On the other hand, I made new and wonderful friends, restored old and dear friends and intensified certain already existing ones. Top of the list was a friendship I really treasured that was dysfunctional for about a year and some months; you cannot imagine the joy I felt when I received the phone call of reconciliation. I challenged myself this year in a way I have not in years, I questioned my faith, my personality and my passions. I dared myself in ways I have never done. Of course, some of them left me sad and distraught while others caused me great joy. But the truth is, knowing oneself is indeed the key to living this life, a life that is yours and not another’s. I have dialogued with my ‘weaknesses’ and peculiarities to such an extent that I have realised that we are not all the same and that I can in fact face my weaknesses and master them. Apart from my weaknesses, I have also dialogued with my strengths, I have urged myself to reach for certain greater heights.
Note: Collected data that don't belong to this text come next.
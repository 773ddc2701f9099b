//! Entity spawn factories for setting up the simulation world.
//!
//! Creates target and interceptor entities from scenario configuration,
//! and generates seeded random raids.

use hecs::{Entity, World};
use rand::Rng;
use rand_chacha::ChaCha8Rng;

use overwatch_core::components::{InterceptorState, Kinematics, TargetState};
use overwatch_core::config::{
    default_interceptors, AssetConfig, InterceptorConfig, ScenarioConfig, TargetConfig,
};
use overwatch_core::constants::*;
use overwatch_core::geometry::bearing;

/// Entity handles in scenario order; index == designation.
#[derive(Debug, Clone, Default)]
pub struct Roster {
    pub targets: Vec<Entity>,
    pub interceptors: Vec<Entity>,
}

/// Spawn every target and interceptor of a scenario.
pub fn populate(world: &mut World, scenario: &ScenarioConfig) -> Roster {
    let targets = scenario
        .targets
        .iter()
        .enumerate()
        .map(|(i, config)| spawn_target(world, i as u32, config, &scenario.asset))
        .collect();
    let interceptors = scenario
        .interceptors
        .iter()
        .enumerate()
        .map(|(i, config)| spawn_interceptor(world, i as u32, config))
        .collect();
    Roster {
        targets,
        interceptors,
    }
}

/// Spawn a target at its start point. Its heading is fixed here, toward the
/// configured destination or the asset, and never recomputed.
pub fn spawn_target(
    world: &mut World,
    designation: u32,
    config: &TargetConfig,
    asset: &AssetConfig,
) -> Entity {
    let destination = config.destination.unwrap_or(asset.position);
    let heading = bearing(config.start, destination);
    world.spawn((
        Kinematics::new(config.start, heading, config.speed),
        TargetState::new(designation, destination),
    ))
}

/// Spawn an idle interceptor east of its anchor by the standoff radius.
pub fn spawn_interceptor(world: &mut World, designation: u32, config: &InterceptorConfig) -> Entity {
    let position = config.idle_anchor.offset(config.standoff_radius, 0.0);
    world.spawn((
        Kinematics::new(position, INITIAL_INTERCEPTOR_HEADING, config.speed),
        InterceptorState::new(designation, config.idle_anchor, config.standoff_radius),
    ))
}

/// A raid of `count` targets spawned on a ring around the asset at random
/// bearings, all inbound, defended by the default four interceptors.
pub fn random_raid(rng: &mut ChaCha8Rng, asset: AssetConfig, count: usize) -> ScenarioConfig {
    let targets = (0..count)
        .map(|_| {
            let angle: f64 = rng.gen_range(0.0..std::f64::consts::TAU);
            let range: f64 = rng.gen_range(RAID_MIN_RANGE..RAID_MAX_RANGE);
            let jitter: f64 = rng.gen_range(-RAID_SPEED_JITTER..RAID_SPEED_JITTER);
            let start = asset
                .position
                .offset(range * angle.cos(), range * angle.sin());
            TargetConfig::inbound(start, DEFAULT_TARGET_SPEED * (1.0 + jitter))
        })
        .collect();

    ScenarioConfig {
        asset,
        targets,
        interceptors: default_interceptors(asset.position),
    }
}

#[cfg(test)]
mod tests {
    use rand::SeedableRng;

    use overwatch_core::enums::InterceptorMode;
    use overwatch_core::geometry::distance;
    use overwatch_core::types::Point;

    use super::*;

    #[test]
    fn test_target_heading_points_at_asset() {
        let mut world = World::new();
        let asset = AssetConfig::default();
        let e = spawn_target(
            &mut world,
            0,
            &TargetConfig::inbound(Point::new(-600.0, -600.0), 10.0),
            &asset,
        );
        let k = world.get::<&Kinematics>(e).unwrap();
        let expected = std::f64::consts::FRAC_PI_4;
        assert!(
            (k.heading - expected).abs() < 1e-12,
            "heading should be PI/4, got {}",
            k.heading
        );
        assert_eq!(world.get::<&TargetState>(e).unwrap().destination, Point::ORIGIN);
    }

    #[test]
    fn test_target_explicit_destination() {
        let mut world = World::new();
        let config = TargetConfig {
            start: Point::new(0.0, 0.0),
            destination: Some(Point::new(0.0, 50.0)),
            speed: 1.0,
        };
        let e = spawn_target(&mut world, 7, &config, &AssetConfig::default());
        let k = world.get::<&Kinematics>(e).unwrap();
        assert!((k.heading - std::f64::consts::FRAC_PI_2).abs() < 1e-12);
        assert_eq!(world.get::<&TargetState>(e).unwrap().designation, 7);
    }

    #[test]
    fn test_interceptor_spawns_at_standoff() {
        let mut world = World::new();
        let e = spawn_interceptor(
            &mut world,
            0,
            &InterceptorConfig::new(Point::new(-200.0, -200.0), 100.0, 20.0),
        );
        let k = world.get::<&Kinematics>(e).unwrap();
        assert_eq!(k.position, Point::new(-100.0, -200.0));
        assert!((k.heading - INITIAL_INTERCEPTOR_HEADING).abs() < 1e-12);
        assert_eq!(
            world.get::<&InterceptorState>(e).unwrap().mode,
            InterceptorMode::Idle
        );
    }

    #[test]
    fn test_populate_keeps_scenario_order() {
        let mut world = World::new();
        let roster = populate(&mut world, &ScenarioConfig::default());
        assert_eq!(roster.targets.len(), 4);
        assert_eq!(roster.interceptors.len(), 4);
        for (i, &e) in roster.targets.iter().enumerate() {
            assert_eq!(world.get::<&TargetState>(e).unwrap().designation, i as u32);
        }
        for (i, &e) in roster.interceptors.iter().enumerate() {
            assert_eq!(
                world.get::<&InterceptorState>(e).unwrap().designation,
                i as u32
            );
        }
    }

    #[test]
    fn test_random_raid_is_seeded_and_on_ring() {
        let asset = AssetConfig::default();
        let a = random_raid(&mut ChaCha8Rng::seed_from_u64(7), asset, 12);
        let b = random_raid(&mut ChaCha8Rng::seed_from_u64(7), asset, 12);
        assert_eq!(a, b, "same seed should give the same raid");
        assert_eq!(a.targets.len(), 12);
        for target in &a.targets {
            let range = distance(asset.position, target.start);
            assert!(
                (RAID_MIN_RANGE - 1e-9..=RAID_MAX_RANGE + 1e-9).contains(&range),
                "target spawned at range {range}"
            );
            assert!(target.speed > 0.0);
        }
        a.validate().unwrap();
    }
}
I have come to understand that the error is not in trying and determining to do things but in not even attempting.
Towards the end of the year I paid a visit to the cemetery to pray for the souls of the dead and seeing the various tomb stones with names on them of people of various ages I realised that some of them would have had gifts and talents that the world has been deprived of, I realised that not reaching for heights and engaging my strengths and talents is purely depriving humanity of the gift of me- a very peculiar gift indeed. I have set certain goals for the coming year, things I would greatly aspire to achieve and God-willing I would.
Have I made mistakes? Yes… I have failed both myself, my God and humanity in so many ways. I have failed in my attempts at living, at loving and at happiness. But the beautiful thing is that I have realised and am still realising my mistakes and not just that, I am marching forward, seizing on life in order to make better use of this gift which I have been given. As the saying goes, if you have not failed then you cannot be sure where your weaknesses lie.
As 2015 has largely been for me a realisation of abstracts, I do project that 2016 will be for me an actualisation of dreams. Merry Christmas and a wonderful New Year!